* [Activity]
All lines from the first line of the material up to and including the line with "let bin_width = (hi" must be copied exactly, and no others.

[Opening Listed entries section]

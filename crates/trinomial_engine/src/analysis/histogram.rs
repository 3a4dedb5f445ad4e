//! Density histograms of terminal positions.
//!
//! [`Histogram::auto`] chooses the bin width like NumPy's `bins="auto"`:
//! the smaller of the Freedman–Diaconis and Sturges widths, falling back to
//! Sturges when the interquartile range is zero.

/// Equal-width histogram with density normalisation.
///
/// `densities[i] = counts[i] / (total * bin_width)`, so the densities
/// integrate to one over the histogram range.
#[derive(Clone, Debug, PartialEq)]
#[cfg_attr(feature = "serde", derive(serde::Serialize))]
pub struct Histogram {
    /// Bin edges, `n_bins + 1` values in increasing order.
    pub edges: Vec<f64>,
    /// Values per bin. The last bin includes its right edge.
    pub counts: Vec<usize>,
    /// Normalised densities per bin.
    pub densities: Vec<f64>,
}

impl Histogram {
    /// Builds a histogram with an automatically chosen number of bins.
    ///
    /// Returns `None` for empty input or non-finite values.
    pub fn auto(values: &[f64]) -> Option<Self> {
        let (lo, hi) = finite_range(values)?;
        let width = auto_bin_width(values, lo, hi);
        let n_bins = if width > 0.0 {
            ((hi - lo) / width).ceil().max(1.0) as usize
        } else {
            1
        };
        Self::with_bins(values, n_bins)
    }

    /// Builds a histogram with `n_bins` equal-width bins over the data range.
    ///
    /// Constant data spans `[x - 0.5, x + 0.5]`. Returns `None` for empty
    /// input, non-finite values or `n_bins = 0`.
    pub fn with_bins(values: &[f64], n_bins: usize) -> Option<Self> {
        if n_bins == 0 {
            return None;
        }
        let (mut lo, mut hi) = finite_range(values)?;
        if lo == hi {
            lo -= 0.5;
            hi += 0.5;
        }

        let bin_width = (hi - lo) / n_bins as f64;
        let edges: Vec<f64> = (0..=n_bins).map(|i| lo + i as f64 * bin_width).collect();

        let mut counts = vec![0usize; n_bins];
        for &x in values {
            let idx = (((x - lo) / bin_width).floor() as usize).min(n_bins - 1);
            counts[idx] += 1;
        }

        let norm = values.len() as f64 * bin_width;
        let densities = counts.iter().map(|&c| c as f64 / norm).collect();

        Some(Self {
            edges,
            counts,
            densities,
        })
    }

    /// Number of bins.
    #[inline]
    pub fn n_bins(&self) -> usize {
        self.counts.len()
    }

    /// Width of every bin.
    #[inline]
    pub fn bin_width(&self) -> f64 {
        self.edges[1] - self.edges[0]
    }

    /// Bin midpoints.
    pub fn centres(&self) -> Vec<f64> {
        self.edges.windows(2).map(|w| 0.5 * (w[0] + w[1])).collect()
    }

    /// Total number of values binned.
    pub fn total(&self) -> usize {
        self.counts.iter().sum()
    }
}

fn finite_range(values: &[f64]) -> Option<(f64, f64)> {
    if values.is_empty() || values.iter().any(|x| !x.is_finite()) {
        return None;
    }
    Some(
        values
            .iter()
            .fold((f64::INFINITY, f64::NEG_INFINITY), |(lo, hi), &x| {
                (lo.min(x), hi.max(x))
            }),
    )
}

fn auto_bin_width(values: &[f64], lo: f64, hi: f64) -> f64 {
    let n = values.len() as f64;
    let sturges = (hi - lo) / (n.log2() + 1.0);

    let mut sorted = values.to_vec();
    sorted.sort_by(f64::total_cmp);
    let iqr = percentile(&sorted, 75.0) - percentile(&sorted, 25.0);
    let freedman_diaconis = 2.0 * iqr * n.powf(-1.0 / 3.0);

    if freedman_diaconis > 0.0 {
        freedman_diaconis.min(sturges)
    } else {
        sturges
    }
}

/// Linear-interpolation percentile of sorted data, `q` in [0, 100].
pub(crate) fn percentile(sorted: &[f64], q: f64) -> f64 {
    match sorted.len() {
        0 => f64::NAN,
        1 => sorted[0],
        len => {
            let rank = (q / 100.0).clamp(0.0, 1.0) * (len - 1) as f64;
            let below = rank.floor() as usize;
            let above = (below + 1).min(len - 1);
            let frac = rank - below as f64;
            sorted[below] + frac * (sorted[above] - sorted[below])
        }
    }
}
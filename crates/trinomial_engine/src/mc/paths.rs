//! Path generation for the trinomial walk.
//!
//! Bulk generation maps a pre-filled `n_simulations × n_steps` buffer of
//! uniform variates to step outcomes by inverse CDF and accumulates them
//! with a running sum, in a single row-major pass:
//!
//! ```text
//! X[i][0]   = 0
//! X[i][j+1] = X[i][j] + inc(U[i][j])
//! inc(u)    = +1 if u < t_up, 0 if u < t_up_or_neutral, -1 otherwise
//! ```
//!
//! where `(t_up, t_up_or_neutral)` are the cumulative probabilities
//! rescaled by their sum ([`ProbabilityTriple::thresholds`]).

use trinomial_core::ProbabilityTriple;

use super::matrix::PathMatrix;
use super::workspace::PathWorkspace;
use crate::rng::{StepDistribution, WalkRng};

/// Generates paths from the uniform variates held in `workspace`.
///
/// The workspace logical size determines the matrix shape. The returned
/// matrix is freshly allocated and shares nothing with the workspace.
///
/// # Performance
///
/// - One allocation (the result)
/// - Thresholds computed once outside the loop
/// - Cache-friendly row-major traversal of both buffers
pub fn generate_walk_paths(workspace: &PathWorkspace, probs: &ProbabilityTriple) -> PathMatrix {
    let (n_simulations, n_steps) = workspace.size();
    let mut paths = PathMatrix::zeros(n_simulations, n_steps);
    let (up, up_or_neutral) = probs.thresholds();

    let uniforms = workspace.uniforms();
    let n_columns = n_steps + 1;

    for (path, draws) in paths
        .as_mut_slice()
        .chunks_exact_mut(n_columns)
        .zip(uniforms.chunks_exact(n_steps.max(1)))
    {
        let mut level = 0.0;
        for (slot, &u) in path[1..].iter_mut().zip(draws) {
            level += if u < up {
                1.0
            } else if u < up_or_neutral {
                0.0
            } else {
                -1.0
            };
            *slot = level;
        }
    }

    paths
}

/// Walks a single path one step at a time.
///
/// Returns `n_steps + 1` positions starting at the origin.
pub fn walk_single_path(rng: &mut WalkRng, dist: &StepDistribution, n_steps: usize) -> Vec<f64> {
    let mut path = Vec::with_capacity(n_steps + 1);
    path.push(0.0);

    let mut level = 0.0;
    for _ in 0..n_steps {
        level += rng.gen_outcome(dist).increment_f64();
        path.push(level);
    }

    path
}
pub mod config;
pub mod error;
pub mod logger;

// Re-export commonly used types
pub use config::AppConfig;
pub use error::FolioError;
pub type Result<T> = std::result::Result<T, FolioError>;
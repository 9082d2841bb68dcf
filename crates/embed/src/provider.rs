use crate::types::TaskType;
use async_trait::async_trait;
use folio_common::Result;

/// Common trait for embedding backends
#[async_trait]
pub trait EmbeddingProvider: Send + Sync {
    /// Generate an embedding for non-empty text
    async fn embed(&self, text: &str, task_type: TaskType) -> Result<Vec<f32>>;

    /// Model name recorded alongside generated vectors
    fn model(&self) -> &str;
}
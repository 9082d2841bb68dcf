use folio_common::{AppConfig, Result};
use folio_vector::VectorSearchEngine;
use std::sync::Arc;

use crate::job_manager::JobManager;

/// Shared application state
pub struct AppState {
    /// Application configuration
    pub config: AppConfig,

    /// Embedding and search engine
    pub engine: Arc<VectorSearchEngine>,

    /// Background refresh jobs
    pub job_manager: Arc<JobManager>,
}

impl AppState {
    /// Create application state from configuration
    pub async fn new(config: AppConfig) -> Result<Self> {
        let engine = VectorSearchEngine::from_config(&config).await?;
        Ok(Self::with_engine(config, engine))
    }

    /// Create application state around an existing engine
    pub fn with_engine(config: AppConfig, engine: VectorSearchEngine) -> Self {
        Self {
            config,
            engine: Arc::new(engine),
            job_manager: Arc::new(JobManager::new()),
        }
    }
}
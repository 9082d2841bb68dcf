use actix_web::{get, web, HttpResponse};

use crate::error::ApiResult;
use crate::state::AppState;
use folio_common::FolioError;

#[get("/tasks")]
pub async fn get_tasks(state: web::Data<std::sync::Arc<AppState>>) -> ApiResult<HttpResponse> {
    let tasks = state.job_manager.get_tasks().await;
    Ok(HttpResponse::Ok().json(tasks))
}

#[get("/tasks/{task_id}")]
pub async fn get_task_progress(
    task_id: web::Path<String>,
    state: web::Data<std::sync::Arc<AppState>>,
) -> ApiResult<HttpResponse> {
    let task = state
        .job_manager
        .get_task(&task_id)
        .await
        .ok_or_else(|| FolioError::not_found(format!("task {}", task_id)))?;

    Ok(HttpResponse::Ok().json(task))
}
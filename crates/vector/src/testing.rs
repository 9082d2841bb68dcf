//! Test doubles shared by the engine and refresh tests.

use async_trait::async_trait;
use folio_common::{FolioError, Result};
use folio_embed::{EmbeddingProvider, TaskType};
use std::sync::atomic::{AtomicUsize, Ordering};
use std::sync::Arc;
use std::time::Duration;

use crate::engine::{EngineOptions, VectorSearchEngine};
use crate::store::MemoryRecordStore;
use crate::types::Record;

const VOCABULARY: [&str; 4] = ["rust", "cooking", "music", "travel"];

pub const DIM: usize = VOCABULARY.len();

/// Bag-of-words provider over a tiny vocabulary.
///
/// Text containing `FAIL` makes the call fail.
pub struct FakeProvider {
    calls: AtomicUsize,
    dimension: usize,
}

impl FakeProvider {
    pub fn new() -> Self {
        Self::with_dimension(DIM)
    }

    pub fn with_dimension(dimension: usize) -> Self {
        Self {
            calls: AtomicUsize::new(0),
            dimension,
        }
    }

    pub fn calls(&self) -> usize {
        self.calls.load(Ordering::SeqCst)
    }
}

#[async_trait]
impl EmbeddingProvider for FakeProvider {
    async fn embed(&self, text: &str, _task_type: TaskType) -> Result<Vec<f32>> {
        self.calls.fetch_add(1, Ordering::SeqCst);
        if text.contains("FAIL") {
            return Err(FolioError::embedding_failed("injected failure"));
        }

        let lower = text.to_lowercase();
        let mut vector = vec![0.1; self.dimension];
        for (slot, word) in vector.iter_mut().zip(VOCABULARY) {
            *slot += lower.matches(word).count() as f32;
        }
        Ok(vector)
    }

    fn model(&self) -> &str {
        "fake-embedding"
    }
}

pub fn options() -> EngineOptions {
    EngineOptions {
        embedding_dim: DIM,
        body_word_limit: 100,
        batch_size: 3,
        batch_delay: Duration::from_millis(1),
    }
}

pub fn engine_with(
    provider: Arc<FakeProvider>,
    records: impl IntoIterator<Item = Record>,
) -> (VectorSearchEngine, Arc<MemoryRecordStore>) {
    let store = Arc::new(MemoryRecordStore::with_records(records));
    let engine = VectorSearchEngine::new(store.clone(), provider, options());
    (engine, store)
}
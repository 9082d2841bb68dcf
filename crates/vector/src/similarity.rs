use folio_common::{FolioError, Result};
use std::cmp::Ordering;

/// Scored candidate
#[derive(Debug, Clone, PartialEq)]
pub struct ScoredMatch<K> {
    pub id: K,
    pub score: f32,
}

fn dot(a: &[f32], b: &[f32]) -> f32 {
    a.iter().zip(b).map(|(x, y)| x * y).sum()
}

/// L2 norm
pub fn l2_norm(v: &[f32]) -> f32 {
    v.iter().map(|x| x * x).sum::<f32>().sqrt()
}

/// Cosine similarity between two equal-length vectors.
///
/// Returns 0.0 when either vector has zero norm. That value means "no
/// signal", not "orthogonal".
pub fn cosine_similarity(a: &[f32], b: &[f32]) -> Result<f32> {
    if a.len() != b.len() {
        return Err(FolioError::dimension_mismatch(a.len(), b.len()));
    }
    Ok(cosine_with_norm(a, l2_norm(a), b))
}

fn cosine_with_norm(query: &[f32], query_norm: f32, target: &[f32]) -> f32 {
    let target_norm = l2_norm(target);
    if query_norm == 0.0 || target_norm == 0.0 {
        return 0.0;
    }
    dot(query, target) / (query_norm * target_norm)
}

/// Rank candidates against a query by cosine similarity.
///
/// Full linear scan. Results are sorted by descending score; equal scores
/// are ordered by ascending id. Candidates below `min_score` are dropped and
/// at most `top_k` results are returned.
pub fn rank<'a, K, I>(
    query: &[f32],
    candidates: I,
    top_k: usize,
    min_score: Option<f32>,
) -> Result<Vec<ScoredMatch<K>>>
where
    K: Ord,
    I: IntoIterator<Item = (K, &'a [f32])>,
{
    let query_norm = l2_norm(query);
    let mut results = Vec::new();

    for (id, vector) in candidates {
        if vector.len() != query.len() {
            return Err(FolioError::dimension_mismatch(query.len(), vector.len()));
        }
        let score = cosine_with_norm(query, query_norm, vector);
        if min_score.map_or(true, |min| score >= min) {
            results.push(ScoredMatch { id, score });
        }
    }

    results.sort_by(|a, b| match b.score.total_cmp(&a.score) {
        Ordering::Equal => a.id.cmp(&b.id),
        other => other,
    });
    results.truncate(top_k);

    Ok(results)
}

[Closing Listed entries section]

* [Output for this task]
filename crates/trinomial_engine/src/analysis/histogram.rs
repository 3a4dedb5f445ad4e
//! Density histograms of terminal positions.
//!
//! [`Histogram::auto`] chooses the bin width like NumPy's `bins="auto"`:
//! the smaller of the Freedman–Diaconis and Sturges widths, falling back to
//! Sturges when the interquartile range is zero.

/// Equal-width histogram with density normalisation.
///
/// `densities[i] = counts[i] / (total * bin_width)`, so the densities
/// integrate to one over the histogram range.
#[derive(Clone, Debug, PartialEq)]
#[cfg_attr(feature = "serde", derive(serde::Serialize))]
pub struct Histogram {
    /// Bin edges, `n_bins + 1` values in increasing order.
    pub edges: Vec<f64>,
    /// Values per bin. The last bin includes its right edge.
    pub counts: Vec<usize>,
    /// Normalised densities per bin.
    pub densities: Vec<f64>,
}

impl Histogram {
    /// Builds a histogram with an automatically chosen number of bins.
    ///
    /// Returns `None` for empty input or non-finite values.
    pub fn auto(values: &[f64]) -> Option<Self> {
        let (lo, hi) = finite_range(values)?;
        let width = auto_bin_width(values, lo, hi);
        let n_bins = if width > 0.0 {
            ((hi - lo) / width).ceil().max(1.0) as usize
        } else {
            1
        };
        Self::with_bins(values, n_bins)
    }

    /// Builds a histogram with `n_bins` equal-width bins over the data range.
    ///
    /// Constant data spans `[x - 0.5, x + 0.5]`. Returns `None` for empty
    /// input, non-finite values or `n_bins = 0`.
    pub fn with_bins(values: &[f64], n_bins: usize) -> Option<Self> {
        if n_bins == 0 {
            return None;
        }
        let (mut lo, mut hi) = finite_range(values)?;
        if lo == hi {
            lo -= 0.5;
            hi += 0.5;
        }

        let bin_width = (hi - lo) / n_bins as f64;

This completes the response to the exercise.